Outset Medical halts TabloCart shipments after receiving FDA warning letter

About a year after the company’s last distribution hold wrapped up, Outset Medical is once again pausing shipments of a component of its Tablo hemodialysis systems.

This time around, the hold is related to certain versions of the TabloCart, an accessory to the larger system that launched last year that places the dialysis machine on 360-degree rotating wheels. The TabloCarts currently on hold include an additional, optional feature that provides prefiltration for the water used in dialysate mixtures.

Outset CEO Leslie Trigg announced the pause in distribution alongside the company’s second-quarter results earlier this month.

The shipping pause comes after the FDA singled out the TabloCarts in a recent warning letter. Disclosed by Outset in early July, the letter followed an inspection of the company’s facilities at the start of the year and, in part, described the FDA’s belief that the prefiltration feature requires regulatory clearance.

“Although we had evaluated TabloCart with Prefiltration prior to marketing and distributing the product and concluded that no marketing authorization was necessary, we’ve made the decision to submit a 510(k) and pause its distribution until clearance has been granted,” Trigg said in a call with investors last week.

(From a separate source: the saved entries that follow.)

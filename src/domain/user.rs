use serde::{Deserialize, Serialize};

use super::ids::Channel;

#[derive(Debug, Clone, Serialize, Deserialize)]
pub struct UserSettings {
    pub alerts_enabled: bool,
    pub digest_enabled: bool,
    /// "HH:MM", UTC.
    pub digest_time: String,
    /// 0 disables stop-loss scanning for this user.
    pub stop_loss_pct: f64,
}

impl Default for UserSettings {
    fn default() -> Self {
        Self {
            alerts_enabled: true,
            digest_enabled: false,
            digest_time: "09:00".to_string(),
            stop_loss_pct: 0.0,
        }
    }
}

#[derive(Debug, Clone, Serialize, Deserialize)]
pub struct User {
    pub id: String,
    pub platform: Channel,
    pub platform_user_id: String,
    pub settings: UserSettings,
}
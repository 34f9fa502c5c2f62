use chrono::{DateTime, Utc};
use serde::{Deserialize, Serialize};

use super::ids::Channel;

#[derive(Debug, Clone, Serialize, Deserialize)]
pub struct Session {
    pub id: String,
    pub key: String,
    pub user_id: String,
    pub channel: Channel,
    pub chat_id: String,
    pub last_activity: DateTime<Utc>,
}
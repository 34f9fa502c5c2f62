//! Cache coherence scenario: a venue listing is ingested, searched (which
//! embeds it once), then its description changes upstream. The next sync
//! must store a new content hash and discard the stale embedding, and the
//! next search must re-embed under the new hash rather than reuse the old
//! vector.

use std::sync::Mutex;
use std::sync::Arc;

use agent_core::application::market_index::{Ingestor, Search, SearchOptions, SyncOptions};
use agent_core::domain::errors::VenueError;
use agent_core::domain::ids::Venue;
use agent_core::domain::market_index::MarketListing;
use agent_core::domain::ports::{ListingStatus, MarketListingSource, Store};
use agent_core::infrastructure::persistence::{Database, SqliteStore};
use async_trait::async_trait;

struct SingleListingSource {
    listing: Mutex<MarketListing>,
}

#[async_trait]
impl MarketListingSource for SingleListingSource {
    fn venue(&self) -> Venue {
        Venue::Polymarket
    }

    async fn list_markets_page(
        &self,
        status: ListingStatus,
        page: usize,
        _page_size: usize,
    ) -> Result<Vec<MarketListing>, VenueError> {
        if status != ListingStatus::All || page > 0 {
            return Ok(vec![]);
        }
        Ok(vec![self.listing.lock().unwrap().clone()])
    }
}

fn base_listing() -> MarketListing {
    MarketListing {
        market_id: "m1".into(),
        slug: "fed-rate-cut".into(),
        question: "Will the Fed cut rates in March?".into(),
        description: "Tracks the FOMC decision.".into(),
        outcomes_json: "[]".into(),
        tags: vec!["economy".into()],
        status: "open".into(),
        url: "https://example.com/m1".into(),
        end_date: None,
        resolved: false,
        volume_24h: Some(1000.0),
        liquidity: Some(500.0),
        open_interest: None,
        predictions: None,
    }
}

#[tokio::test]
async fn content_change_invalidates_the_cached_embedding() {
    let db = Database::new("sqlite::memory:").await.unwrap();
    let store: Arc<dyn Store> = Arc::new(SqliteStore::new(db.pool));

    let source = Arc::new(SingleListingSource {
        listing: Mutex::new(base_listing()),
    });
    let sources: Vec<Arc<dyn MarketListingSource>> = vec![source.clone()];
    let ingestor = Ingestor::new(store.clone(), sources);
    let search = Search::new(store.clone());

    let counts = ingestor.sync(1_000, &SyncOptions::default()).await;
    assert_eq!(counts.get("polymarket").copied(), Some(1));

    let hash_after_first_sync = store
        .get_market_index_content_hash("polymarket", "m1")
        .await
        .unwrap()
        .expect("entry should be indexed");

    let hits = search
        .query("decision", &SearchOptions::default())
        .await
        .unwrap();
    assert_eq!(hits.len(), 1);

    let embedding_after_first_search = store
        .get_embedding("polymarket", "m1", &hash_after_first_sync)
        .await
        .unwrap()
        .expect("first search should embed the entry");

    {
        let mut listing = source.listing.lock().unwrap();
        listing.description = "Tracks the FOMC's March decision on the federal funds rate.".into();
    }

    let counts = ingestor.sync(2_000, &SyncOptions::default()).await;
    assert_eq!(counts.get("polymarket").copied(), Some(1), "changed description should re-upsert");

    let hash_after_second_sync = store
        .get_market_index_content_hash("polymarket", "m1")
        .await
        .unwrap()
        .expect("entry should still be indexed");
    assert_ne!(hash_after_first_sync, hash_after_second_sync);

    assert!(
        store
            .get_embedding("polymarket", "m1", &hash_after_second_sync)
            .await
            .unwrap()
            .is_none(),
        "the embedding cached under the old hash must not satisfy a lookup under the new hash"
    );

    let hits = search
        .query("decision", &SearchOptions::default())
        .await
        .unwrap();
    assert_eq!(hits.len(), 1);

    let embedding_after_second_search = store
        .get_embedding("polymarket", "m1", &hash_after_second_sync)
        .await
        .unwrap()
        .expect("second search should re-embed under the new hash");
    assert_ne!(
        embedding_after_first_search.content_hash,
        embedding_after_second_search.content_hash
    );
}

#[tokio::test]
async fn unchanged_listing_is_not_reupserted_on_second_sync() {
    let db = Database::new("sqlite::memory:").await.unwrap();
    let store: Arc<dyn Store> = Arc::new(SqliteStore::new(db.pool));

    let source = Arc::new(SingleListingSource {
        listing: Mutex::new(base_listing()),
    });
    let sources: Vec<Arc<dyn MarketListingSource>> = vec![source];
    let ingestor = Ingestor::new(store, sources);

    let first = ingestor.sync(1_000, &SyncOptions::default()).await;
    assert_eq!(first.get("polymarket").copied(), Some(1));

    let second = ingestor.sync(2_000, &SyncOptions::default()).await;
    assert_eq!(second.get("polymarket").copied(), Some(0), "idempotent resync of unchanged content upserts nothing");
}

The company has been “in dialogue with FDA” throughout the warning letter process, Trigg said, and plans to submit the 510(k) clearance application “by the end of this month.”

The chief executive also discussed a second concern raised in the warning letter. There, the FDA took issue with Outset’s promotion of continuous renal replacement therapy in company materials, despite the fact that the Tablo system has not been cleared to provide the slowed-down version of dialysis.

In its initial disclosure about receiving the warning letter, Outset reported that it had already tweaked its labeling and promotional materials to address the issue, and Trigg added in this month’s investor call that the adjustments are believed to have settled the FDA’s concerns.

“I want to emphasize that neither of these two additional observations pertain to safety, efficacy or quality, and, importantly, the letter did not place any restrictions on the Tablo system itself,” Trigg said.

“While we were surprised by the warning letter, our intent is always to innovate in lockstep with an adherence to the highest quality and regulatory standards, and that is exactly how we’ve approached our response to the warning letter,” she concluded. “We believe the actions we have taken are the right steps towards resolving these observations and further strengthening our competitive position.”

The warning letter came several months after the FDA’s initial follow-up report from the January inspection, with a Form 483 outlining four separate issues that were subsequently resolved by Outset.

The current shipment hold, meanwhile, begins almost exactly a year after Outset’s previous hold was lifted. In that case, the company held off on shipping Tablo systems for at-home use for about six weeks, as it awaited an expansion to the existing 510(k) clearance for new features added to the system since the initial 2020 green light.